A galvanizing installation comprises, in a general way, a bath of molten metal such as zinc through which the metal strip is continuously fed. A the output of the bath, the strip is covered, on both of its faces, by a metal deposit. It is necessary to regulate the thickness of the metal layer thus deposited, and, to this end, use is generally made, on at least one face of the strip, of an air knife regulating device which is used to blow a flat jet of fluid onto the strip in a direction substantially perpendicular to it. To produce a flat jet, use is generally made of a blower nozzle supplied with pressurized liquid and provided with a rectangular opening defined by two lips spaced a small distance apart and extending across the entire width of the strip. The thickness of the coating depends on the distance between the nozzle and the strip and on the pressure exerted by the jet, it being possible to regulate the latter by modifying the spacing of the lips.
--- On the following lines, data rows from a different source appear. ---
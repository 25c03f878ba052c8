//! Generic parsing traits for cgroup stat files.
//!
//! - [`KeyValueStat`]: multi-line `key value` files such as `cpu.stat`.
//! - [`SingleLineStat`]: files holding one value such as `memory.current`.
//!
//! # Example: Implementing `KeyValueStat`
//!
//! ```rust
//! use std::collections::HashMap;
//! use std::sync::LazyLock;
//! use creo_stats::stats::KeyValueStat;
//!
//! #[derive(Default)]
//! struct MyStat {
//!     foo: u64,
//! }
//!
//! fn set_foo(stat: &mut MyStat, foo: u64) {
//!     stat.foo = foo;
//! }
//!
//! static HANDLERS: LazyLock<HashMap<&'static str, fn(&mut MyStat, u64)>> =
//!     LazyLock::new(|| HashMap::from([("foo", set_foo as fn(&mut MyStat, u64))]));
//!
//! impl KeyValueStat for MyStat {
//!     const ALLOW_DUPLICATE_KEYS: bool = false;
//!
//!     fn field_handlers() -> &'static HashMap<&'static str, fn(&mut Self, u64)> {
//!         &HANDLERS
//!     }
//! }
//!
//! let stat = MyStat::from_reader(&mut "foo 7\nbar 9\n".as_bytes()).unwrap();
//! assert_eq!(stat.foo, 7);
//! ```

use std::collections::{HashMap, HashSet};
use std::io::BufRead;

use super::error::{Result, StatParseError};

/// A trait for parsing `key value` formatted stat files.
///
/// Implementors name the keys they understand and how to store each value.
/// Unknown keys are ignored, so newer kernels adding fields do not break parsing.
pub trait KeyValueStat: Default
where
    Self: 'static,
{
    /// If `false`, a key seen twice is a [`StatParseError::DuplicateField`].
    const ALLOW_DUPLICATE_KEYS: bool;

    /// Returns the known field names and the setter for each of them.
    fn field_handlers() -> &'static HashMap<&'static str, fn(&mut Self, u64)>;

    /// Parses a key-value formatted buffer into `Self`.
    ///
    /// # Errors
    ///
    /// Returns a [`StatParseError`] if reading fails, a known key carries a
    /// non-numeric value, or a duplicate key is found and not allowed.
    fn from_reader<R: BufRead>(buf: &mut R) -> Result<Self> {
        let mut stat = Self::default();
        let handlers = Self::field_handlers();
        let mut seen_keys = HashSet::with_capacity(handlers.len());

        let mut line = String::new();
        let mut lineno = 0;
        while buf.read_line(&mut line)? != 0 {
            lineno += 1;
            let mut parts = line.split_whitespace();
            if let (Some(key), Some(val)) = (parts.next(), parts.next()) {
                if let Some((k, handler)) = handlers.get_key_value(key) {
                    let parsed =
                        val.parse::<u64>()
                            .map_err(|source| StatParseError::InvalidKeyValue {
                                key: key.to_string(),
                                value: val.to_string(),
                                line: lineno,
                                source,
                            })?;
                    if !Self::ALLOW_DUPLICATE_KEYS && !seen_keys.insert(*k) {
                        return Err(StatParseError::DuplicateField {
                            field: key.to_string(),
                            line: lineno,
                        });
                    }
                    handler(&mut stat, parsed);
                }
            }
            line.clear();
        }

        Ok(stat)
    }
}

/// A trait for parsing single-line, single-value stat files such as
/// `memory.current` or `memory.max`.
pub trait SingleLineStat: Sized {
    /// Parses `Self` from the trimmed first line of the file.
    fn from_value(value: &str) -> Result<Self>;

    /// Reads the first line of `buf` and parses it with [`SingleLineStat::from_value`].
    fn from_reader<R: BufRead>(buf: &mut R) -> Result<Self> {
        let mut line = String::new();
        buf.read_line(&mut line)?;
        Self::from_value(line.trim())
    }
}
The geometry of the line and the conditions for implementing the process, such as the zinc solidification method, and the stresses of the strip cause the sheet to vibrate at relatively erratic amplitude and frequency. These vibrations, whose amplitudes can exceed ten millimeters, result in variations in thickness which are incompatible with quality requirements, and additional costs due to the overconsumption of zinc.
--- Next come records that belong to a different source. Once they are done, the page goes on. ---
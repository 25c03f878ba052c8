use std::sync::Arc;

use dashmap::DashMap;

use crate::broker::{Broker, DEFAULT_BUFFER, Subscription};
use crate::workload::WorkloadID;

/// Maps workloads to the [`Broker`] publishing their samples.
///
/// A broker is created on the first subscription for a workload and removed
/// together with its last subscription, so every entry has at least one live
/// subscription. All operations only hold a map shard lock for the duration of
/// an insert, remove or pointer copy.
#[derive(Debug)]
pub struct Registry {
    publishers: DashMap<WorkloadID, Arc<Broker>>,
    buffer: usize,
}

impl Default for Registry {
    fn default() -> Self {
        Self::new(DEFAULT_BUFFER)
    }
}

impl Registry {
    /// Creates an empty registry whose brokers buffer `buffer` samples per subscription.
    pub fn new(buffer: usize) -> Self {
        Self {
            publishers: DashMap::new(),
            buffer,
        }
    }

    /// Returns a new subscription to the samples of `id`, creating its broker if needed.
    pub fn subscribe(&self, id: &WorkloadID) -> Subscription {
        let broker = self
            .publishers
            .entry(id.clone())
            .or_insert_with(|| Arc::new(Broker::new(self.buffer)));
        broker.subscribe()
    }

    /// Ends `subscription`; the workload is dropped once it has no subscription left.
    pub fn unsubscribe(&self, id: &WorkloadID, subscription: &Subscription) {
        self.publishers.remove_if(id, |_, broker| {
            broker.evict(subscription.id());
            broker.is_empty()
        });
    }

    /// Ends every subscription of `id` and stops collecting its samples.
    pub fn stop_collection(&self, id: &WorkloadID) {
        if let Some((_, broker)) = self.publishers.remove(id) {
            broker.close();
        }
    }

    /// Removes `broker` from `id` if it is still registered there and has no
    /// subscription left, e.g. after every receiver was dropped.
    pub fn release_if_idle(&self, id: &WorkloadID, broker: &Arc<Broker>) -> bool {
        self.publishers
            .remove_if(id, |_, registered| {
                Arc::ptr_eq(registered, broker) && registered.is_empty()
            })
            .is_some()
    }

    /// Copies the current `(workload, broker)` pairs.
    pub fn snapshot(&self) -> Vec<(WorkloadID, Arc<Broker>)> {
        self.publishers
            .iter()
            .map(|entry| (entry.key().clone(), Arc::clone(entry.value())))
            .collect()
    }

    pub fn broker(&self, id: &WorkloadID) -> Option<Arc<Broker>> {
        self.publishers.get(id).map(|broker| Arc::clone(broker.value()))
    }

    pub fn len(&self) -> usize {
        self.publishers.len()
    }

    pub fn is_empty(&self) -> bool {
        self.publishers.is_empty()
    }
}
This metal being, generally, expensive, it is desirable to limit the thickness of the deposit to the desired value.
To reduce the vibrations, one approach would be to act on the traction of the strip or on the arrangement of the rollers, or to place dampening means, for example of the pneumatic or magnetic kind, along the sheet. Such means, however, complicate the installation and are, in any case, relatively expensive.
It has also been proposed to stabilize the strip leaving the bath by means of two fluid cushions by providing, on each side of the strip and above the nozzles, a flat space defined by a flat wall parallel to the strip and in which a fluid is injected under pressure which then escapes from the two ends of the space and forms, on the upstream side, an overpressure zone. Such a device must, however, be spaced a certain distance from the nozzles, which reduces its effectiveness. Moreover, it is difficult to correctly adjust the pressure of the fluids injected on either side of the strip.
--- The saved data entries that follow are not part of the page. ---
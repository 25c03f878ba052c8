//! Host-wide CPU usage sampling.
//!
//! Reads the aggregate `cpu` line of `/proc/stat` (see `proc_stat(5)`), sums
//! the first seven tick counters (user, nice, system, idle, iowait, irq,
//! softirq) and converts them to nanoseconds using the clock tick rate of the
//! host. The result is cumulative since boot; rates need two samples.

use std::io::BufRead;
use std::num::ParseIntError;
use std::path::PathBuf;

use crate::fsutil;

const NANOS_PER_SECOND: u128 = 1_000_000_000;

/// Number of tick counters summed from the `cpu` line.
const CPU_FIELDS: usize = 7;

/// Errors that may occur while sampling host CPU usage.
#[derive(Debug, thiserror::Error)]
pub enum SystemUsageError {
    #[error(transparent)]
    Io(#[from] std::io::Error),
    #[error("invalid number of cpu fields: expected at least {expected}, found {found}")]
    MalformedFieldCount { expected: usize, found: usize },
    #[error("unable to convert value `{value}` to int: {source}")]
    MalformedFieldValue {
        value: String,
        #[source]
        source: ParseIntError,
    },
    #[error("invalid stat format: no `cpu` line found")]
    MalformedFormat,
}

pub type Result<T> = std::result::Result<T, SystemUsageError>;

/// A source of cumulative host CPU usage.
pub trait SystemUsageSource: Send + Sync {
    /// Returns the host's cumulative CPU time in nanoseconds.
    fn sample(&self) -> Result<u64>;
}

/// Samples host CPU usage from a `/proc/stat` formatted file.
#[derive(Debug, Clone)]
pub struct ProcStatSampler {
    path: PathBuf,
    clock_ticks_per_second: u64,
}

impl ProcStatSampler {
    /// Creates a sampler for `path`, capturing the host's clock tick rate once.
    pub fn new(path: impl Into<PathBuf>) -> Self {
        Self::with_clock_ticks(path, clock_ticks_per_second())
    }

    /// Creates a sampler with an explicit clock tick rate.
    pub fn with_clock_ticks(path: impl Into<PathBuf>, clock_ticks_per_second: u64) -> Self {
        Self {
            path: path.into(),
            clock_ticks_per_second: clock_ticks_per_second.max(1),
        }
    }
}

impl SystemUsageSource for ProcStatSampler {
    fn sample(&self) -> Result<u64> {
        let mut reader = fsutil::open_file_reader(&self.path).map_err(|err| err.source)?;
        system_cpu_usage(&mut reader, self.clock_ticks_per_second)
    }
}

/// Parses a `/proc/stat` formatted stream and returns the host CPU usage in
/// nanoseconds.
///
/// # Errors
///
/// - [`SystemUsageError::Io`] if reading fails.
/// - [`SystemUsageError::MalformedFieldCount`] if the `cpu` line has fewer than
///   seven counters.
/// - [`SystemUsageError::MalformedFieldValue`] if one of the seven counters is
///   not an unsigned integer.
/// - [`SystemUsageError::MalformedFormat`] if the stream has no `cpu` line.
///
/// # Examples
///
/// ```
/// use creo_stats::sampler::system_cpu_usage;
///
/// let data = "cpu 10 20 30 40 50 60 70 999\n";
/// let usage = system_cpu_usage(&mut data.as_bytes(), 100).unwrap();
/// assert_eq!(usage, 2_800_000_000);
/// ```
pub fn system_cpu_usage<R: BufRead>(buf: &mut R, clock_ticks_per_second: u64) -> Result<u64> {
    let mut line = String::with_capacity(128);
    while buf.read_line(&mut line)? != 0 {
        let mut parts = line.split_whitespace();
        if parts.next() != Some("cpu") {
            line.clear();
            continue;
        }

        let fields: Vec<&str> = parts.take(CPU_FIELDS).collect();
        if fields.len() < CPU_FIELDS {
            return Err(SystemUsageError::MalformedFieldCount {
                expected: CPU_FIELDS + 1,
                found: fields.len() + 1,
            });
        }

        let mut total_ticks: u128 = 0;
        for field in fields {
            let ticks =
                field
                    .parse::<u64>()
                    .map_err(|source| SystemUsageError::MalformedFieldValue {
                        value: field.to_string(),
                        source,
                    })?;
            total_ticks += u128::from(ticks);
        }

        let nanos = total_ticks * NANOS_PER_SECOND / u128::from(clock_ticks_per_second.max(1));
        return Ok(u64::try_from(nanos).unwrap_or(u64::MAX));
    }

    Err(SystemUsageError::MalformedFormat)
}

/// Returns the number of clock ticks per second (`USER_HZ`) of the host.
fn clock_ticks_per_second() -> u64 {
    // SAFETY: `sysconf` only reads a system constant and has no side effects.
    let hz = unsafe { libc::sysconf(libc::_SC_CLK_TCK) };
    if hz > 0 { hz as u64 } else { 100 }
}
It has also been proposed in (JP-A-54.93638) to extend the upper lip of the nozzle, on the downstream side in relation to the strip feed direction, by a guide wall for guiding the fluid blown by the nozzle, so as to form a fluid cushion. The wall extending along the strip is corrugated so as to form successive zones in which the pressure is progressively reduced. However, turbulence may form above the upper lip causing a depression that can lead to the strip sticking to the upper lip.
The arrangements known to date for dampening the vibrations were therefore relatively complex and expensive and difficult to implement and, moreover, it was difficult to adjust the pressures in the fluid cushions to the entire satisfaction of users.